El orden jurídico internacional de post-guerra nació como un andamiaje frágil, pensado para refrenar la pulsión social más dañina: la imposición del fuerte sobre el débil. Su origen no fue la ingenuidad sino el cansancio. Tras siglos de conquistas y sometimientos, los Estados intentaron reconocerse entre sí como iguales, comprometidos con principios elementales como la no intervención, la libre autodeterminación, la igualdad jurídica entre naciones y la restricción al uso de la fuerza.
Ese orden no es un punto de llegada, es un camino que se transita constantemente y cuyo objetivo principal no es avanzar, sino evitar retrocesos. Cada violación a esos principios abre grietas que ya sabemos adónde conducen. La Carta de las Naciones Unidas, junto con los tratados multilaterales, son el intento más serio —aunque imperfecto— de contener el eterno ciclo de supremacías violentas.
En derecho internacional, a diferencia de los héroes fabricados por Hollywood, el fin no justifica los medios. Y ello cobra especial relevancia por una razón estructural: no existe una verdadera autoridad supranacional. No hay un ente que ejerza jurisdicción planetaria. Precisamente por eso, cuando se relajan los medios prohibidos —y un Estado se abroga el poder de intervenir unilateralmente — se rompe el delicado equilibrio que entre Estados formalmente iguales: se abre la caja de Pandora.

Estas líneas se escriben deliberadamente sin nombres propios para restarle emocionalidad a la perspectiva. No solamente el uso de la fuerza es cuestionable; todo comienza antes, con actos supuestamente menores -pero jurídicamente graves-, como la injerencia de un Estado en los procesos electorales de otros Estados, aprovechando relaciones de poder comercial, de deuda o de dependencia financiera. Asustan a los votantes para inclinar la balanza desde afuera.

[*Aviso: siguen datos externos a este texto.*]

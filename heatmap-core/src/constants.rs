//! Shared constants for the heatmap toolkit.

use std::time::Duration;

// ═══════════════════════════════════════════════════════════════════════════════
// CACHE
// ═══════════════════════════════════════════════════════════════════════════════

/// Namespace prepended to every cache key (`"heatmap_<key>"`).
pub const CACHE_NAMESPACE: &str = "heatmap";

/// Cache key used for the loaded point collection when none is given.
pub const DEFAULT_CACHE_KEY: &str = "data";

/// How long a cached collection stays fresh by default (one hour).
pub const DEFAULT_STALE_TIME: Duration = Duration::from_secs(60 * 60);

// ═══════════════════════════════════════════════════════════════════════════════
// INPUT FORMATS
// ═══════════════════════════════════════════════════════════════════════════════

/// Content type that routes a payload through the GeoJSON path.
pub const CONTENT_TYPE_JSON: &str = "application/json";

/// Content type assumed for tabular payloads.
pub const CONTENT_TYPE_CSV: &str = "text/csv";

/// CSV column holding the latitude.
pub const COLUMN_LATITUDE: &str = "latitude";

/// CSV column holding the longitude.
pub const COLUMN_LONGITUDE: &str = "longitude";

/// CSV column holding the intensity.
pub const COLUMN_INTENSITY: &str = "intensity";

/// Columns every CSV payload must provide.
pub const REQUIRED_COLUMNS: [&str; 3] = [COLUMN_LATITUDE, COLUMN_LONGITUDE, COLUMN_INTENSITY];

// ═══════════════════════════════════════════════════════════════════════════════
// PROPERTIES
// ═══════════════════════════════════════════════════════════════════════════════

/// Numeric weight of a record.
pub const PROPERTY_INTENSITY: &str = "intensity";

/// Categorical intensity band (e.g. "High").
pub const PROPERTY_INTENSITY_CATEGORY: &str = "intensity_category";

/// District name.
pub const PROPERTY_DISTRICT: &str = "district";

/// Occurrence frequency band.
pub const PROPERTY_FREQUENCY: &str = "frequency";

/// Time-of-day band.
pub const PROPERTY_TIME_PERIOD: &str = "time_period";

/// Weather condition.
pub const PROPERTY_WEATHER: &str = "weather";

/// Sentinel filter value meaning "do not restrict on this dimension".
pub const FILTER_ALL: &str = "all";

// ═══════════════════════════════════════════════════════════════════════════════
// NOTIFICATIONS
// ═══════════════════════════════════════════════════════════════════════════════

/// Display time for success notifications.
pub const SUCCESS_DURATION: Duration = Duration::from_millis(3000);

/// Display time for info notifications.
pub const INFO_DURATION: Duration = Duration::from_millis(3000);

/// Display time for warning notifications.
pub const WARNING_DURATION: Duration = Duration::from_millis(4000);

/// Display time for error notifications.
pub const ERROR_DURATION: Duration = Duration::from_millis(5000);
//! GeoJSON FeatureCollection input.

use serde_json::Value;

use heatmap_core::error::{HeatmapError, Result};
use heatmap_core::types::FeatureCollection;

use crate::normalize::clean_features;

/// Checks that `value` is a FeatureCollection whose every element is a
/// `"Feature"` with a geometry and a properties object.
pub fn validate_shape(value: &Value) -> Result<()> {
    let invalid = |msg: String| Err(HeatmapError::InvalidFeatureCollection(msg));

    match value.get("type").and_then(Value::as_str) {
        Some("FeatureCollection") => {}
        Some(other) => return invalid(format!("expected type \"FeatureCollection\", got \"{other}\"")),
        None => return invalid("missing \"type\"".into()),
    }

    let Some(features) = value.get("features").and_then(Value::as_array) else {
        return invalid("\"features\" must be an array".into());
    };

    for (idx, feature) in features.iter().enumerate() {
        if feature.get("type").and_then(Value::as_str) != Some("Feature") {
            return invalid(format!("feature {idx} is not of type \"Feature\""));
        }
        if feature.get("geometry").map_or(true, Value::is_null) {
            return invalid(format!("feature {idx} has no geometry"));
        }
        if !feature.get("properties").is_some_and(Value::is_object) {
            return invalid(format!("feature {idx} has no properties object"));
        }
    }

    Ok(())
}

/// Parses GeoJSON text, checks its shape and runs the cleaning pass.
pub fn parse_geojson(text: &str) -> Result<FeatureCollection> {
    let value: Value = serde_json::from_str(text)?;
    validate_shape(&value)?;

    let features = match value {
        Value::Object(mut map) => match map.remove("features") {
            Some(Value::Array(features)) => features,
            _ => Vec::new(),
        },
        _ => Vec::new(),
    };

    Ok(clean_features(features))
}
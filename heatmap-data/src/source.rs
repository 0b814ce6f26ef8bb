//! Feature sources: HTTP, local files, and a router between them.

use std::path::{Path, PathBuf};
use std::time::Duration;

use async_trait::async_trait;
use reqwest::header::CONTENT_TYPE;
use tracing::{debug, instrument};
use url::Url;

use heatmap_core::constants::{CONTENT_TYPE_CSV, CONTENT_TYPE_JSON};
use heatmap_core::error::{HeatmapError, Result};
use heatmap_core::traits::{FeatureSource, RawPayload};

// ═══════════════════════════════════════════════════════════════════════════════
// HTTP
// ═══════════════════════════════════════════════════════════════════════════════

/// Fetches point data over HTTP(S).
///
/// No retry. No timeout unless built with [`HttpSource::with_timeout`].
#[derive(Clone, Debug, Default)]
pub struct HttpSource {
    http_client: reqwest::Client,
}

impl HttpSource {
    /// Creates a source with a default client.
    pub fn new() -> Self {
        Self::default()
    }

    /// Creates a source whose requests give up after `timeout`.
    pub fn with_timeout(timeout: Duration) -> Result<Self> {
        let http_client = reqwest::Client::builder()
            .timeout(timeout)
            .build()
            .map_err(|e| HeatmapError::Http(e.to_string()))?;
        Ok(Self { http_client })
    }
}

#[async_trait]
impl FeatureSource for HttpSource {
    #[instrument(skip(self))]
    async fn fetch(&self, location: &str) -> Result<RawPayload> {
        let response = self
            .http_client
            .get(location)
            .send()
            .await
            .map_err(|e| HeatmapError::Http(e.to_string()))?;

        let status = response.status();
        if !status.is_success() {
            return Err(HeatmapError::FetchFailed {
                status: status.as_u16(),
                reason: status.canonical_reason().unwrap_or_default().to_string(),
            });
        }

        let content_type = response
            .headers()
            .get(CONTENT_TYPE)
            .and_then(|v| v.to_str().ok())
            .map(str::to_owned);

        let body = response
            .text()
            .await
            .map_err(|e| HeatmapError::Http(e.to_string()))?;

        debug!(bytes = body.len(), content_type = ?content_type, "Fetched");
        Ok(RawPayload::new(content_type, body))
    }
}

// ═══════════════════════════════════════════════════════════════════════════════
// FILE
// ═══════════════════════════════════════════════════════════════════════════════

/// Reads point data from the local filesystem.
///
/// The content type comes from the extension: `.json` and `.geojson` are
/// JSON, anything else is treated as CSV.
#[derive(Clone, Copy, Debug, Default)]
pub struct FileSource;

impl FileSource {
    fn content_type_for(path: &Path) -> &'static str {
        match path
            .extension()
            .and_then(|e| e.to_str())
            .map(str::to_ascii_lowercase)
            .as_deref()
        {
            Some("json" | "geojson") => CONTENT_TYPE_JSON,
            _ => CONTENT_TYPE_CSV,
        }
    }
}

#[async_trait]
impl FeatureSource for FileSource {
    #[instrument(skip(self))]
    async fn fetch(&self, location: &str) -> Result<RawPayload> {
        let path = PathBuf::from(location);
        let body = tokio::fs::read_to_string(&path).await.map_err(|e| {
            HeatmapError::Io(std::io::Error::new(
                e.kind(),
                format!("Failed to read {}: {}", path.display(), e),
            ))
        })?;

        debug!(bytes = body.len(), path = %path.display(), "Read file");
        Ok(RawPayload::new(Some(Self::content_type_for(&path).to_string()), body))
    }
}

// ═══════════════════════════════════════════════════════════════════════════════
// ROUTER
// ═══════════════════════════════════════════════════════════════════════════════

/// Routes `http(s)://` locations to [`HttpSource`], `file://` URLs and plain
/// paths to [`FileSource`].
#[derive(Clone, Debug, Default)]
pub struct LocationSource {
    http: HttpSource,
    file: FileSource,
}

impl LocationSource {
    /// Creates a router with default sources.
    pub fn new() -> Self {
        Self::default()
    }

    /// Creates a router around a configured HTTP source.
    pub fn with_http(http: HttpSource) -> Self {
        Self {
            http,
            file: FileSource,
        }
    }
}

#[async_trait]
impl FeatureSource for LocationSource {
    async fn fetch(&self, location: &str) -> Result<RawPayload> {
        match Url::parse(location) {
            Ok(url) if matches!(url.scheme(), "http" | "https") => self.http.fetch(location).await,
            Ok(url) if url.scheme() == "file" => {
                let path = url
                    .to_file_path()
                    .map_err(|()| HeatmapError::Config(format!("Invalid file URL: {location}")))?;
                self.file.fetch(&path.to_string_lossy()).await
            }
            // Plain paths, including Windows drive letters parsed as schemes.
            _ => self.file.fetch(location).await,
        }
    }
}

El mundo se lanza al precipicio cuando, por unánime que sea el repudio a un régimen, tolera que otro Estado haga trabajo sucio por iniciativa propia rompiendo los principios del derecho internacional. Cerramos los ojos y nos tapamos la nariz para que pase lo que tenga que pasar; porque dizque el fin justifica los medios. Si el pretexto del repudio fundado se normaliza, la acción unilateral se vuelve un método del que cualquiera, y por lo que sea, puede ser víctima.
Lo que procede -y aunque cueste asentarlo- es el derecho internacional. Las vías diplomáticas y políticas: la acción multilateral, el no reconocimiento de gobiernos ilegítimos, las sanciones internacionales colectivas, la suspensión de cooperación y la responsabilidad penal internacional de quienes encabezan regímenes vinculados a delitos transnacionales como el narcotráfico o el lavado de activos; todo ejercido por vías jurídicas, multilaterales y colectivas. Intervenir unilateralmente y con invasión, aunque se disfrace de buena intención, derrumba el orden que sostiene los valores que se busca defender.